The goal of this notebook is to give a short tutorial for the usage of TFRecords. We don't focus on optimization of the prediction model.

For a more general tutorial we recommend this notebook.

<span style="color: royalblue;">Please vote the notebook up if it helps you. Feel free to leave a comment above the notebook. Thank you. </span>

# Motivation
TFRecord files (.tfrec) are based on a binary format for storing sequences of values. The TFRecord format was developed by TensorFlow. The motivation of the development is to use Tensor Processing Units (TPUs) to accelerate the applications of machine learning applications.
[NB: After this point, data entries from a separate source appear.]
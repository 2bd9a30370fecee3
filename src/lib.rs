//! Exhaustive enumeration of commafree codes of block length four.
//!
//! A set of equal-length words is *commafree* if no concatenation of two
//! code words (in either order, repetition allowed) contains a code word
//! starting at an interior position. Such codes allow a receiver to find
//! word boundaries in an unbroken stream without a separator symbol.
//!
//! The enumeration follows Algorithm C as presented in [The Art of
//! Computer Programming, Volume 4, Fascicle 5](https://www-cs-faculty.stanford.edu/~knuth/taocp.html)
//! (§7.2.2, backtrack programming): a backtracking search over one word
//! per cyclic equivalence class, driven by prefix/suffix occupancy lists
//! and a journaled memory table so that undoing a level costs only the
//! changes made on it. Class representatives come from the preprime
//! generator of §7.2.1.1 (Algorithm F), exposed here as [`preprimes`].

mod check;
mod preprime;
mod search;
#[cfg(test)]
mod tests;

pub use check::is_commafree;
pub use preprime::{preprimes, Preprimes};
pub use search::{max_code_size, Search};

use thiserror::Error;

/// A four-letter word over the alphabet `0..m`.
pub type Word = [u8; 4];

/// Parameter errors reported by [`Search::new`].
#[derive(Debug, Clone, PartialEq, Eq, Error)]
pub enum Error {
    #[error("alphabet size {0} is outside 2..=7")]
    AlphabetSize(usize),

    #[error("goal {goal} is outside {min}..={max} for alphabet size {m}")]
    Goal {
        m: usize,
        goal: usize,
        min: usize,
        max: usize,
    },
}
To use the advantages of TPU you have to switch on your notebook:
1. Klick on the notebook seetings (right upper corner of the notebook).
2. Klick on "Accelerator".
3. Choose TPU v3-8.
![](https://i.ibb.co/mHFPHpN/setting.png)

# Libraries

In [None]:
import numpy as np
import pandas as pd
import os
import matplotlib.pyplot as plt
import re
import json
from collections import Counter

from sklearn.model_selection import train_test_split

import tensorflow as tf
from functools import partial
from kaggle_datasets import KaggleDatasets
print("Tensorflow version " + tf.__version__)

# Set Up

In [None]:
try:
    tpu = tf.distribute.cluster_resolver.TPUClusterResolver()
    print("Device:", tpu.master())
    tf.config.experimental_connect_to_cluster(tpu)
    tf.tpu.experimental.initialize_tpu_system(tpu)
    strategy = tf.distribute.experimental.TPUStrategy(tpu)
except:
    strategy = tf.distribute.get_strategy()
print("Number of replicas:", strategy.num_replicas_in_sync)

# Path

In [None]:
path = '/kaggle/input/hpa-single-cell-image-classification/'
os.listdir(path)

There are 2 folders with tfrec-files: train_tfrecords, test_tfrecords.

Create the GCS path:

In [None]:
path_gcs = KaggleDatasets().get_gcs_path('hpa-single-cell-image-classification')
print(path_gcs)

# Parameter

In [None]:
AUTOTUNE = tf.data.experimental.AUTOTUNE
BATCH_SIZE = 16*strategy.num_replicas_in_sync
IMAGE_SIZE = [256, 256]

# Load Data

In [None]:
samp_subm = pd.read_csv(path+'sample_submission.csv')

Define train, validation and test filenames:

In [None]:
train_filenames, val_filenames = train_test_split(tf.io.gfile.glob(path_gcs + '/train_tfrecords/*.tfrec'),
                                                  test_size=0.20, random_state=2020)
test_filenames = tf.io.gfile.glob(path_gcs+'/test_tfrecords/*.tfrec')

# Key Names
First we have to extract the features keys. To see the feature keys we have to execute the following code.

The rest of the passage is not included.